Já pontuei, em outros textos desta coluna, o quanto nós, brasileiros, gostamos de um programa estilo competição de calouros. Na verdade, esta é uma tradição que vem desde os tempos do rádio, num formato que foi “herdado” pela TV, e explorado por ela com características bem peculiares.
O mais curioso, me parece, é que se trata de um formato extremamente simples: basta apenas recrutar algumas pessoas dispostas a colocar seus talentos (geralmente para a música) à prova; algumas histórias tristes, que serão obviamente contadas com lágrimas nos olhos; um apresentador carismático, capaz de gerar engajamento; alguns jurados com papéis marcados (uns mais técnicos, outros mais acolhedores, e ainda outros que tendem a ser engraçados), e, voilà!, já temos mais um programa de calouros.
São tantos os programas que já tivemos (que vão desde atrações “raiz”, como o Show de Calouros do SBT, a franquias mundiais como The Voice e American Idol) que é difícil encontrar alguma novidade no formato. Nesta seara, a Record lançou mais um para leva: o Canta Comigo, apresentado por Gugu Liberato, causa uma diversão inesperada dentro de um estilo tão batido.
O programa gera uma tensão interessante a quem assiste, pois cada candidato concorre diretamente com o próximo que virá.
Não que haja exatamente originalidade em Canta Comigo. O programa, na verdade, é uma versão brasileira do britânico All Together Now, da BBC, comprado e adaptado para a Record. A ideia de seu formato é que os concorrentes sejam julgados não por alguns poucos jurados que farão comentários técnicos, mas por um júri composto por cem pessoas numa espécie de paredão brilhante que muda de cor. O desafio colocado aos cantores é o de fazer com que um maior número de pessoas levante para dançar enquanto eles se apresentam.
Ou seja, talvez a novidade de Canta Comigo seja a extrema franqueza de sua proposta: não é uma competição que visa reconhecer a melhor voz, nem descobrir a próxima estrela da música, mas simplesmente ver quem “comove” mais gente. É algo que todos já sabíamos – que a qualidade vocal, muitas vezes, é um fator menor nesses programas –, mas que aqui é postulado com máxima transparência. Não por acaso, ao ser entrevistado por Gugu sobre a performance de uma das candidatas, um dos jurados explicitou: “eu já quis votar em você antes de você começar a cantar”.
Faz todo sentido – afinal, o programa de calouros é um formato que privilegia a construção de narrativas, que quer comover a todo custo, e geralmente a partir de uma história triste. Elas, aliás, não faltam em Canta Comigo: todos os candidatos até agora expuseram algum drama, que vão desde a comoção de cantar na frente da mãe até o de contar à plateia sobre a perda dos cabelos (a candidata, que usava um turbante, obviamente o retirou durante a performance, numa espécie de catarse coletiva).

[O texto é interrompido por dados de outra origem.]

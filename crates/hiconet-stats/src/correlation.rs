//! Pearson correlation.

/// Pearson product-moment correlation between two equally sized samples.
///
/// Returns `None` when the samples differ in length, hold fewer than two
/// values, or when either sample has zero variance (the correlation is
/// undefined there).
///
/// The result is clamped to `[-1.0, 1.0]` to absorb rounding.
///
/// ```
/// use hiconet_stats::correlation::pearson;
///
/// let a = [1.0, 2.0, 3.0, 4.0];
/// let b = [4.0, 3.0, 2.0, 1.0];
/// assert!((pearson(&a, &b).unwrap() + 1.0).abs() < 1e-12);
///
/// let flat = [1.0, 1.0, 1.0, 1.0];
/// assert_eq!(pearson(&a, &flat), None);
/// ```
#[expect(clippy::cast_precision_loss)]
#[must_use]
pub fn pearson(a: &[f64], b: &[f64]) -> Option<f64> {
    if a.len() != b.len() || a.len() < 2 {
        return None;
    }
    let n = a.len() as f64;
    let mean_a = a.iter().sum::<f64>() / n;
    let mean_b = b.iter().sum::<f64>() / n;

    let mut cov = 0.0;
    let mut var_a = 0.0;
    let mut var_b = 0.0;
    for (x, y) in a.iter().zip(b) {
        let dx = x - mean_a;
        let dy = y - mean_b;
        cov += dx * dy;
        var_a += dx * dx;
        var_b += dy * dy;
    }
    if var_a <= 0.0 || var_b <= 0.0 {
        return None;
    }
    Some((cov / (var_a.sqrt() * var_b.sqrt())).clamp(-1.0, 1.0))
}
use std::collections::HashMap;

use crate::SocietyError;

/// One annotated observation (biosample).
#[derive(Debug, Clone, PartialEq, Eq, serde::Serialize, serde::Deserialize)]
pub struct Observation {
    pub id: String,
    pub subject: String,
    pub timepoint: String,
}

impl Observation {
    pub fn new(
        id: impl Into<String>,
        subject: impl Into<String>,
        timepoint: impl Into<String>,
    ) -> Self {
        Self {
            id: id.into(),
            subject: subject.into(),
            timepoint: timepoint.into(),
        }
    }
}

/// Subject and timepoint annotation for the observations of one society.
///
/// The index may describe more observations than the data matrix holds; lookups
/// for unknown identifiers simply return `None`.
#[derive(Debug, Clone, Default)]
pub struct ObservationIndex {
    observations: Vec<Observation>,
    by_id: HashMap<String, usize>,
}

impl ObservationIndex {
    pub fn new(observations: Vec<Observation>) -> Result<Self, SocietyError> {
        let mut by_id = HashMap::with_capacity(observations.len());
        for (i, obs) in observations.iter().enumerate() {
            if by_id.insert(obs.id.clone(), i).is_some() {
                return Err(SocietyError::DuplicateObservation { id: obs.id.clone() });
            }
        }
        Ok(Self {
            observations,
            by_id,
        })
    }

    #[must_use]
    pub fn len(&self) -> usize {
        self.observations.len()
    }

    #[must_use]
    pub fn is_empty(&self) -> bool {
        self.observations.is_empty()
    }

    #[must_use]
    pub fn get(&self, observation_id: &str) -> Option<&Observation> {
        self.by_id
            .get(observation_id)
            .map(|&i| &self.observations[i])
    }

    #[must_use]
    pub fn subject_of(&self, observation_id: &str) -> Option<&str> {
        self.get(observation_id).map(|obs| obs.subject.as_str())
    }

    #[must_use]
    pub fn timepoint_of(&self, observation_id: &str) -> Option<&str> {
        self.get(observation_id).map(|obs| obs.timepoint.as_str())
    }

    /// The observation collected from `subject` at `timepoint`, if any.
    #[must_use]
    pub fn observation_for(&self, subject: &str, timepoint: &str) -> Option<&str> {
        self.observations
            .iter()
            .rev()
            .find(|obs| obs.subject == subject && obs.timepoint == timepoint)
            .map(|obs| obs.id.as_str())
    }

    /// Distinct timepoint labels in first-seen order.
    #[must_use]
    pub fn timepoints(&self) -> Vec<&str> {
        let mut seen = Vec::new();
        for obs in &self.observations {
            if !seen.contains(&obs.timepoint.as_str()) {
                seen.push(obs.timepoint.as_str());
            }
        }
        seen
    }

    pub fn observations_at<'a>(&'a self, timepoint: &'a str) -> impl Iterator<Item = &'a Observation> {
        self.observations
            .iter()
            .filter(move |obs| obs.timepoint == timepoint)
    }

    pub fn iter(&self) -> impl Iterator<Item = &Observation> {
        self.observations.iter()
    }
}

#[cfg(test)]
mod tests {
    use super::*;

    fn index() -> ObservationIndex {
        ObservationIndex::new(vec![
            Observation::new("o1", "s1", "d0"),
            Observation::new("o2", "s2", "d0"),
            Observation::new("o3", "s1", "d7"),
            Observation::new("o4", "s2", "d7"),
        ])
        .unwrap()
    }

    #[test]
    fn test_lookups() {
        let index = index();
        assert_eq!(index.subject_of("o3"), Some("s1"));
        assert_eq!(index.timepoint_of("o4"), Some("d7"));
        assert_eq!(index.observation_for("s2", "d7"), Some("o4"));
        assert_eq!(index.observation_for("s3", "d0"), None);
        assert_eq!(index.timepoints(), vec!["d0", "d7"]);
        let at_d0 = index.observations_at("d0").map(|o| o.id.as_str()).collect::<Vec<_>>();
        assert_eq!(at_d0, vec!["o1", "o2"]);
    }

    #[test]
    fn test_duplicate_id() {
        let err = ObservationIndex::new(vec![
            Observation::new("o1", "s1", "d0"),
            Observation::new("o1", "s2", "d0"),
        ])
        .unwrap_err();
        assert!(matches!(err, SocietyError::DuplicateObservation { .. }));
    }
}
use crate::{NetworkError, pls::DEFAULT_COMPONENTS};

/// Communities smaller than this never take part in an association network.
pub const MIN_COMMUNITY_SIZE: usize = 3;

/// Policy for one association-network build.
///
/// Deserializes from a partial document; missing fields take their defaults.
///
/// ```
/// use hiconet_network::AssociationConfig;
///
/// let config = AssociationConfig {
///     num_permutations: 100,
///     seed: Some(42),
///     ..AssociationConfig::default()
/// };
/// assert_eq!(config.min_matched_samples, 10);
/// ```
#[derive(Debug, Clone, PartialEq, Eq, serde::Serialize, serde::Deserialize)]
#[serde(default, deny_unknown_fields)]
pub struct AssociationConfig {
    /// Permutations per pair of community sizes in the null distribution.
    pub num_permutations: usize,
    /// Fewest matched observation pairs a build accepts.
    pub min_matched_samples: usize,
    /// Latent components of each PLS2 regression.
    pub n_components: usize,
    /// Seed of the permutation generators. `None` draws a fresh seed per build.
    pub seed: Option<u64>,
    /// Worker threads for the permutations. `None` uses the available parallelism.
    pub workers: Option<usize>,
}

impl Default for AssociationConfig {
    fn default() -> Self {
        Self {
            num_permutations: 20,
            min_matched_samples: 10,
            n_components: DEFAULT_COMPONENTS,
            seed: None,
            workers: None,
        }
    }
}

impl AssociationConfig {
    pub(crate) fn validate(&self) -> Result<(), NetworkError> {
        if self.n_components == 0 || self.n_components > MIN_COMMUNITY_SIZE {
            return Err(NetworkError::InvalidConfiguration {
                reason: format!(
                    "n_components must be between 1 and {MIN_COMMUNITY_SIZE}, got {}",
                    self.n_components
                ),
            });
        }
        if self.workers == Some(0) {
            return Err(NetworkError::InvalidConfiguration {
                reason: "workers must be at least 1".to_owned(),
            });
        }
        Ok(())
    }

    pub(crate) fn worker_count(&self) -> usize {
        self.workers.unwrap_or_else(|| {
            std::thread::available_parallelism().map_or(1, std::num::NonZero::get)
        })
    }
}

#[cfg(test)]
mod tests {
    use super::*;

    #[test]
    fn test_partial_document() {
        let config: AssociationConfig =
            serde_json::from_str(r#"{"num_permutations": 50, "workers": 2}"#).unwrap();
        assert_eq!(config.num_permutations, 50);
        assert_eq!(config.workers, Some(2));
        assert_eq!(config.min_matched_samples, 10);
        assert_eq!(config.n_components, 3);
        assert_eq!(config.seed, None);
    }

    #[test]
    fn test_unknown_field_is_rejected() {
        assert!(serde_json::from_str::<AssociationConfig>(r#"{"permutations": 5}"#).is_err());
    }

    #[test]
    fn test_validate() {
        let zero_workers = AssociationConfig {
            workers: Some(0),
            ..AssociationConfig::default()
        };
        assert!(zero_workers.validate().is_err());
        let too_many_components = AssociationConfig {
            n_components: 4,
            ..AssociationConfig::default()
        };
        assert!(too_many_components.validate().is_err());
        assert!(AssociationConfig::default().validate().is_ok());
    }
}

No fim, o programa gera uma tensão interessante a quem assiste, pois cada candidato concorre diretamente com o próximo que virá. Como o objetivo é levantar o maior número de pessoas, o competidor pode perder a vaga já para o candidato seguinte (a única exceção se dá nas raras vezes em que o concorrente consegue fazer com que todos os jurados se levantem, garantido uma vaga para a final do programa).
Ou seja, os critérios são totalmente vagos, e as seletivas se dão nas mãos de um corpo de jurados que é uma atração à parte. Os cem membros envolvem cantores desconhecidos e alguns poucos conhecidos, ex-participantes de reality shows da Record, preparadores vocais, dançarinos, uma drag queen (causando uma agradável surpresa por sua presença na emissora evangélica), e pessoas que estão ali apenas pela bizarrice (como dois covers dos cantores Ozzy Osbourne e Elvis Presley). Aparentemente, haverá sempre um convidado especial reconhecido por seu talento vocal para dar seus pitacos – no último episódio, foi o cantor Cesar Menotti, da dupla Cesar Menotti e Fabiano.
A impressão que dá é que, na maior parte das vezes, o que acaba sendo avaliado é a música escolhida, e menos o cantor, pois é comum ouvir os jurados comemorarem quando uma música de sua preferência é escolhida. Mas pouco importa, pois a sensação de estar sendo convocado para cantar junto com cem pessoas, como se estivesse realmente em um show, já consegue ser envolvente o suficiente para que o espectador não queira mudar o canal.
Destaca-se ainda o efeito bonito de ver o painel acender aos poucos, e a participação contida de Gugu Liberato – que é visivelmente carismático, mas evita empregar um tom meio forçado e algo popularesco que costuma utilizar em alguns dos programas que apresentou. Com tudo isto, Canta Comigo se revela uma atração bem despretensiosa – e, por isso mesmo, divertidíssima.